If you’ve dabbled in Russian online dating services in the past, then you may want to change all your passwords. Popular Russian dating website Topface was hacked earlier this week, revealing the usernames and email addresses of 20 million users.
The leak was discovered after the list of usernames was posted on a Russian black market website. Fraud-detection software manufacturer Easy Solutions Inc. has been credited with discovering the leak.
Topface, found at www.Topface.com, claims to have over 91 million active users. The website is based in Russia but has users all over the world.
Topface CEO Dmitry Filatov said the website has no proof of the breach. However, the company is investigating the claim.

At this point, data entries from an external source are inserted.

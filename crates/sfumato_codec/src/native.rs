//! Format dispatch for the native encoders.

use crate::{jpeg, png};
use derive_builder::Builder;
use sfumato_core::EncodingProfile;
use sfumato_error::CompressionError;
use sfumato_interface::Codec;
use std::time::Duration;
use tracing::{debug, instrument};

/// In-process encoder backed by mozjpeg and oxipng.
///
/// Stateless apart from its limits; cheap to clone and share across threads.
#[derive(Debug, Clone, PartialEq, Eq, Builder)]
#[builder(setter(into))]
pub struct NativeCodec {
    /// Upper bound on PNG optimization wall time
    #[builder(default = "Some(Duration::from_secs(30))")]
    png_timeout: Option<Duration>,
    /// Reject PNGs that inflate beyond this many bytes
    #[builder(default = "Some(256 * 1024 * 1024)")]
    max_decompressed_size: Option<usize>,
}

impl NativeCodec {
    /// Creates a new builder for `NativeCodec`.
    pub fn builder() -> NativeCodecBuilder {
        NativeCodecBuilder::default()
    }
}

impl Default for NativeCodec {
    fn default() -> Self {
        Self {
            png_timeout: Some(Duration::from_secs(30)),
            max_decompressed_size: Some(256 * 1024 * 1024),
        }
    }
}

impl Codec for NativeCodec {
    #[instrument(skip(self, buffer), fields(input_len = buffer.len(), format = %profile.format()))]
    fn encode(&self, buffer: &[u8], profile: &EncodingProfile) -> Result<Vec<u8>, CompressionError> {
        let encoded = match profile {
            EncodingProfile::Jpeg(jpeg_profile) => jpeg::encode(buffer, jpeg_profile)?,
            EncodingProfile::Png(png_profile) => png::optimize(
                buffer,
                png_profile,
                self.png_timeout,
                self.max_decompressed_size,
            )?,
        };
        debug!(output_len = encoded.len(), "Encoded image");
        Ok(encoded)
    }

    fn name(&self) -> &'static str {
        "native"
    }
}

Filatov reassured users that their information was safe. He also claimed that 90% of users log into the service using Facebook or other social networks, which means Topface never actually has access to their password information.

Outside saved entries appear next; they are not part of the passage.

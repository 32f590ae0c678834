//! Upload intake errors.

/// Reasons an upload is refused before it enters the pipeline.
#[derive(Debug, Clone, PartialEq, Eq, Hash, derive_more::Display)]
pub enum UploadErrorKind {
    /// File exceeds the per-item size cap
    #[display("'{}' is {} bytes, above the {} byte limit", name, size, limit)]
    TooLarge {
        /// File name
        name: String,
        /// Actual size in bytes
        size: u64,
        /// Configured cap in bytes
        limit: usize,
    },
    /// File could not be read
    #[display("Failed to read '{}': {}", name, message)]
    Read {
        /// File name
        name: String,
        /// Underlying I/O message
        message: String,
    },
    /// Nothing was submitted
    #[display("No images were provided")]
    Empty,
}

/// Upload error with location tracking.
///
/// # Examples
///
/// ```
/// use sfumato_error::{UploadError, UploadErrorKind};
///
/// let err = UploadError::new(UploadErrorKind::TooLarge {
///     name: "poster.png".to_string(),
///     size: 20,
///     limit: 10,
/// });
/// assert!(format!("{}", err).contains("poster.png"));
/// ```
#[derive(Debug, Clone, derive_more::Display, derive_more::Error)]
#[display("Upload Error: {} at line {} in {}", kind, line, file)]
pub struct UploadError {
    /// The kind of error that occurred
    pub kind: UploadErrorKind,
    /// Line number where error was created
    pub line: u32,
    /// File where error was created
    pub file: &'static str,
}

impl UploadError {
    /// Create a new upload error with automatic location tracking.
    #[track_caller]
    pub fn new(kind: UploadErrorKind) -> Self {
        let location = std::panic::Location::caller();
        Self {
            kind,
            line: location.line(),
            file: location.file(),
        }
    }
}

What Can You Do With Stolen Email Addresses?
Stolen email addresses are considered a “tier-one breach”. Email addresses are described as “like the iron ore of the cybercrime industry”: they’re common and worth much less than precious information like credit card numbers or passwords.
Nevertheless, someone can still do a lot of damage with a list of email addresses.

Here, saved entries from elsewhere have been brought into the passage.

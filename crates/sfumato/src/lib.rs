//! Sfumato - SEO image asset pipeline
//!
//! Sfumato takes a batch of product images plus marketing keywords and returns
//! smaller, re-encoded images with search-friendly filenames built from a
//! keyword and a short machine-generated description of each image.
//!
//! # Features
//!
//! - **Re-encoding**: progressive MozJPEG at quality 95, lossless oxipng for PNG
//! - **Descriptions**: OpenAI-compatible or Gemini vision back-ends, with fixed
//!   fallbacks when unconfigured or failing
//! - **Batching**: bounded concurrency, per-item failure isolation, input order kept
//! - **Downloads**: single files with safe `Content-Disposition`, or one zip
//!
//! # Quick Start
//!
//! ```no_run
//! use sfumato::{BatchOrchestrator, BatchReport, Keywords, SfumatoConfig, read_uploads};
//!
//! # #[tokio::main]
//! # async fn main() -> Result<(), Box<dyn std::error::Error>> {
//! let config = SfumatoConfig::load()?;
//! let images = read_uploads(&["shoe.jpg"], config.pipeline.max_upload_bytes).await?;
//!
//! let result = BatchOrchestrator::from_config(&config)
//!     .process_batch(images, &Keywords::from("running shoes"))
//!     .await;
//!
//! println!("{}", BatchReport::from(&result).to_json_pretty()?);
//! # Ok(())
//! # }
//! ```
//!
//! # Architecture
//!
//! - `sfumato_error` - error types
//! - `sfumato_core` - formats, keywords, processed-image and batch data
//! - `sfumato_interface` - `Codec` and `VisionDriver` traits
//! - `sfumato_codec` - MozJPEG and oxipng encoder
//! - `sfumato_models` - vision back-end clients
//! - `sfumato_pipeline` - describer, filename synthesis, batch orchestration
//! - `sfumato_archive` - single-file and zip downloads
//!
//! This crate (`sfumato`) re-exports everything for convenience.

#![forbid(unsafe_code)]
#![warn(missing_docs)]

mod intake;
mod observability;
mod report;

pub use sfumato_archive::*;
pub use sfumato_codec::*;
pub use sfumato_core::*;
pub use sfumato_error::*;
pub use sfumato_interface::*;
pub use sfumato_models::*;
pub use sfumato_pipeline::*;

pub use intake::{format_file_size, media_type_for_path, read_upload, read_uploads};
pub use observability::{LoggingConfig, init_logging};
pub use report::{BatchReport, ReportedImage};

Lists of email addresses sell quickly to hackers. These hackers use automated software to find other sites where people used the same login information.
Hackers could target bank accounts, health care records, and other sensitive data using the email addresses. They could attempt to impersonate the individual in many different ways.
The person who buys the list will also likely run through a list of the 100 most common passwords in the world. Out of 20 million email addresses, it’s likely that a few thousand will have used some of those most common passwords.
According to early statistics from the attack, 50% of the credentials came from Russia, while 40% came from the EU. A total of 20 million email addresses were stolen in the attack. The vast majority of those email addresses were for Hotmail accounts (7.5 million), with Yahoo (2.5 million) and Gmail (2.3 million) coming in second and third place.
In Hotmail, users who choose the “Forgot My Password” option are often taken to a list of secret questions setup by the user. Hackers can guess the answers to these questions to immediately gain access to the account.
Topface was launched in 2011 and is one of the largest European dating sites in the world.